- [What to produce]:
Take the records below and copy them exactly.

- [Provided data]:
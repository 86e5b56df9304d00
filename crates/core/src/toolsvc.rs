//! ToolService trait — the abstraction over tool execution.
//!
//! Tools are external capabilities the model may request by name with a
//! JSON argument payload. The service is optional: a conversation without
//! one degrades to plain single-shot requests.

use crate::error::ToolServiceError;
use async_trait::async_trait;
use serde::{Deserialize, Serialize};

/// A tool the service advertises, described to the model in the system
/// prompt so its output stays parseable.
#[derive(Debug, Clone, Serialize, Deserialize)]
pub struct ToolSpec {
    /// The tool name
    pub name: String,

    /// What the tool does
    #[serde(default, skip_serializing_if = "Option::is_none")]
    pub description: Option<String>,

    /// JSON Schema describing the tool's parameters
    #[serde(default, skip_serializing_if = "Option::is_none")]
    pub input_schema: Option<serde_json::Value>,
}

/// A single tool invocation parsed out of model output.
///
/// Ephemeral — lives for one loop round and is never persisted.
#[derive(Debug, Clone, PartialEq)]
pub struct ToolRequest {
    /// Name of the tool to invoke
    pub tool_name: String,

    /// Arguments as serialized JSON (possibly `{}`)
    pub arguments: String,
}

impl ToolRequest {
    pub fn new(tool_name: impl Into<String>, arguments: impl Into<String>) -> Self {
        Self {
            tool_name: tool_name.into(),
            arguments: arguments.into(),
        }
    }
}

/// The outcome of one tool invocation, order-correlated with its request.
#[derive(Debug, Clone, PartialEq)]
pub enum ToolOutcome {
    Success(String),
    Error {
        kind: &'static str,
        message: String,
    },
}

impl ToolOutcome {
    /// Fold a service call result into an outcome.
    pub fn from_result(result: std::result::Result<String, ToolServiceError>) -> Self {
        match result {
            Ok(output) => Self::Success(output),
            Err(e) => Self::Error {
                kind: e.kind(),
                message: e.to_string(),
            },
        }
    }

    pub fn is_success(&self) -> bool {
        matches!(self, Self::Success(_))
    }
}

/// The tool-execution service contract.
///
/// May be entirely absent. Implementations: an in-process registry of
/// built-in tools, an HTTP client for a remote tool server.
#[async_trait]
pub trait ToolService: Send + Sync {
    /// A human-readable name for this service.
    fn name(&self) -> &str;

    /// The tools currently available for invocation.
    async fn available_tools(&self)
    -> std::result::Result<Vec<ToolSpec>, ToolServiceError>;

    /// Execute one tool by name with a serialized JSON argument payload.
    async fn call_tool(
        &self,
        name: &str,
        arguments: &str,
    ) -> std::result::Result<String, ToolServiceError>;
}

- [Task output]:
repository 86e5b56df9304d00
filename crates/core/src/toolsvc.rs
//! ToolService trait — the abstraction over tool execution.
//!
//! Tools are external capabilities the model may request by name with a
//! JSON argument payload. The service is optional: a conversation without
//! one degrades to plain single-shot requests.

use crate::error::ToolServiceError;
use async_trait::async_trait;
use serde::{Deserialize, Serialize};

/// A tool the service advertises, described to the model in the system
/// prompt so its output stays parseable.
#[derive(Debug, Clone, Serialize, Deserialize)]
pub struct ToolSpec {
    /// The tool name
    pub name: String,

    /// What the tool does
    #[serde(default, skip_serializing_if = "Option::is_none")]
    pub description: Option<String>,

    /// JSON Schema describing the tool's parameters
    #[serde(default, skip_serializing_if = "Option::is_none")]
    pub input_schema: Option<serde_json::Value>,
}

/// A single tool invocation parsed out of model output.
///
/// Ephemeral — lives for one loop round and is never persisted.
#[derive(Debug, Clone, PartialEq)]
pub struct ToolRequest {
    /// Name of the tool to invoke
    pub tool_name: String,

    /// Arguments as serialized JSON (possibly `{}`)
    pub arguments: String,
}

impl ToolRequest {
    pub fn new(tool_name: impl Into<String>, arguments: impl Into<String>) -> Self {
        Self {
            tool_name: tool_name.into(),
            arguments: arguments.into(),
        }
    }
}

/// The outcome of one tool invocation, order-correlated with its request.
#[derive(Debug, Clone, PartialEq)]
pub enum ToolOutcome {
    Success(String),
    Error {
        kind: &'static str,
        message: String,
    },
}

impl ToolOutcome {
    /// Fold a service call result into an outcome.
    pub fn from_result(result: std::result::Result<String, ToolServiceError>) -> Self {
        match result {
            Ok(output) => Self::Success(output),
            Err(e) => Self::Error {
                kind: e.kind(),
                message: e.to_string(),
            },
        }
    }

    pub fn is_success(&self) -> bool {
        matches!(self, Self::Success(_))
    }
}

/// The tool-execution service contract.
///
/// May be entirely absent. Implementations: an in-process registry of
/// built-in tools, an HTTP client for a remote tool server.
#[async_trait]
pub trait ToolService: Send + Sync {
    /// A human-readable name for this service.
    fn name(&self) -> &str;

    /// The tools currently available for invocation.
    async fn available_tools(&self)
    -> std::result::Result<Vec<ToolSpec>, ToolServiceError>;

    /// Execute one tool by name with a serialized JSON argument payload.
    async fn call_tool(
        &self,
        name: &str,
        arguments: &str,
    ) -> std::result::Result<String, ToolServiceError>;
}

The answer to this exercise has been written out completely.